Mais l'essentiel, dans cette lutte, c'est la délation qui jette les uns contre les autres les membres d'une même famille, et surtout les enfants contre leurs parents. Pour les marxistes, le but policier est secondaire: l'important, c'est d'introduire dans la famille «la contradiction interne» la plus inhumaine, la plus atroce qui se puisse imaginer et, en même temps, la plus efficace. Pour en arriver là, les communistes ont utilisé deux moyens: la terreur et «l'envoûtement».

Répétez à longueur de journée - en particulier à l'école - à un enfant de 10, 15 ou 18 ans que, s'il ne dénonce pas les «crimes contre le peuple» de son père, « propriétaire foncier, mauvais payeur d'impôts, contre-révolutionnaire»... il est complice, donc coupable, et sera puni, le malheureux finira par céder: en sanglotant, il dénoncera son père. Seul le premier pas coûte: ici encore - comme pour les tortionnaires de «paysans riches» de la réforme agraire, la conscience d'avoir participé au crime est l'un des plus sûrs moyens de «conversion». Désormais, cet enfant sera, à son tour, un parfait instrument de terreur, pour contraindre ses camarades à dénoncer leurs parents.


Quant à «l'envoûtement», c'est une application directe de la technique de dynamique des groupes ou cybernétique. Celle-ci aboutit au déchaînement des instincts les plus primitifs, sinon les plus barbares (8). C'est dans ce sens que l'ont orientée les marxistes, surtout en Chine. L'affiche lancinante, partout retrouvée, le théâtre et surtout le film, ont largement contribué à l'envoûtement. Mais surtout les procès populaires et les accusations publiques.

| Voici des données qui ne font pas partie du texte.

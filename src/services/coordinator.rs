// Copyright (c) 2025 TexasFortress.AI
// This Source Code Form is subject to the terms of the Mozilla Public
// License, v. 2.0. If a copy of the MPL was not distributed with this
// file, You can obtain one at http://mozilla.org/MPL/2.0/.

//! Keeps viewing sessions current.
//!
//! Every session runs two tasks for its identity: a listener on the user's
//! change events and a backfill poller. Both are torn down and recreated
//! together when the identity changes. Backfill syncs go through a
//! per-account in-flight guard, and transient failures push the account into
//! an exponential backoff window.

use std::sync::atomic::{AtomicBool, Ordering};
use std::sync::Arc;
use std::time::Duration;

use async_trait::async_trait;
use chrono::{DateTime, Utc};
use dashmap::DashMap;
use log::{debug, error, info, warn};
use serde::{Deserialize, Serialize};
use thiserror::Error;
use tokio::sync::{mpsc, Mutex, Notify, RwLock};
use tokio::task::JoinHandle;
use tokio::time;
use uuid::Uuid;

use super::events::{ChangeEvent, ChangeKind, ChangeTable, EventBus, Subscription};
use super::outbox::{OptimisticOutbox, PendingItem};
use super::send::{SendRequest, SendResult};
use super::sync::{SyncEngine, SyncError, SyncReport};
use crate::config::SyncConfig;
use crate::error::{user_hint, ErrorClass};
use crate::store::{Store, StoreError};

/// Window for the catch-up sync run when a session becomes visible.
pub const VISIBLE_SYNC_WINDOW: u32 = 5;
const SINK_CAPACITY: usize = 100;

/// Seam between the coordinator and the sync engine.
#[async_trait]
pub trait AccountSyncer: Send + Sync {
    async fn sync_account(&self, user_id: &str, account_id: &str, window: u32) -> Result<SyncReport, SyncError>;
}

#[async_trait]
impl AccountSyncer for SyncEngine {
    async fn sync_account(&self, user_id: &str, account_id: &str, window: u32) -> Result<SyncReport, SyncError> {
        SyncEngine::sync_account(self, user_id, account_id, window).await
    }
}

#[derive(Debug, Clone, Default, PartialEq, Serialize)]
pub struct AccountSyncState {
    pub in_flight: bool,
    pub backoff_until: Option<DateTime<Utc>>,
    pub consecutive_failures: u32,
    pub last_error: Option<String>,
}

#[derive(Error, Debug, Clone, PartialEq, Serialize)]
#[serde(tag = "reason", rename_all = "snake_case")]
pub enum SkipReason {
    #[error("a sync for this account is already running")]
    InFlight,
    #[error("account is backing off until {until}")]
    BackingOff { until: DateTime<Utc> },
}

#[derive(Error, Debug)]
pub enum GuardedSyncError {
    #[error("{0}")]
    Skipped(SkipReason),
    #[error("{0}")]
    Sync(SyncError),
}

/// Delay before the next attempt after `failures` consecutive transient failures.
pub fn backoff_delay(base: Duration, max: Duration, failures: u32) -> Duration {
    if failures == 0 {
        return Duration::ZERO;
    }
    let factor = 1u32.checked_shl(failures - 1).unwrap_or(u32::MAX);
    base.checked_mul(factor).unwrap_or(max).min(max)
}

#[derive(Debug, Clone, PartialEq, Eq, Serialize, Deserialize)]
pub struct SessionIdentity {
    pub user_id: String,
}

#[derive(Debug, Clone, Copy, PartialEq, Eq, Serialize, Deserialize)]
#[serde(rename_all = "snake_case")]
pub enum ViewState {
    Idle,
    Subscribed,
    Synced,
    Degraded,
}

/// The thread a session currently has open.
#[derive(Debug, Clone, Default, PartialEq, Serialize, Deserialize)]
#[serde(rename_all = "camelCase")]
pub struct ThreadRef {
    pub thread_id: Option<String>,
    pub lead_id: Option<String>,
}

impl ThreadRef {
    pub fn matches(&self, event: &ChangeEvent) -> bool {
        let same = |a: &Option<String>, b: &Option<String>| matches!((a, b), (Some(a), Some(b)) if a == b);
        same(&self.thread_id, &event.thread_id) || same(&self.lead_id, &event.lead_id)
    }
}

Sur l'estrade se tiennent les accusés. En bas de cette tribune, des milliers de poings et de doigts se sont tendus comme des poignards, contre l'ennemi. Les accusés, «au visage et au corps de tyrans», ne dressent plus la tête, mais sont agenouillés... Puis jeunes et vieux, hommes et femmes montent sur cette plate-forme et accusent. Moment profondément émouvant. Du pied de cette tribune des voix s'élèvent: «Frappez-les!». «Alors, moi aussi, écrit le romancier Lao She « sans réfléchir et spontanément, j'ai crié: «Frappez-les! Pourquoi ne les frappez-vous pas?» ... Ce cri a fait de moi un autre homme». Et voici, quelques lignes plus loin, la conclusion parfaitement «dialectique»: «Maintenant, les relations de père à fils ne peuvent plus voiler la vérité». Faut-il s'étonner, après de telles déclarations d'un homme d'âge mûr et de haute culture, si l'on entend tel jeune militant communiste proclamer: «Celui qui n'a pas le courage d'abattre son père à bout portant, parce qu'il est un gros propriétaire, n'est pas digne d'être communiste» (9)... et tel autre se vanter ainsi: «C'est que j'ai des mérites, j'ai dénoncé mon père et je l'ai fait fusiller comme réactionnaire» (9)?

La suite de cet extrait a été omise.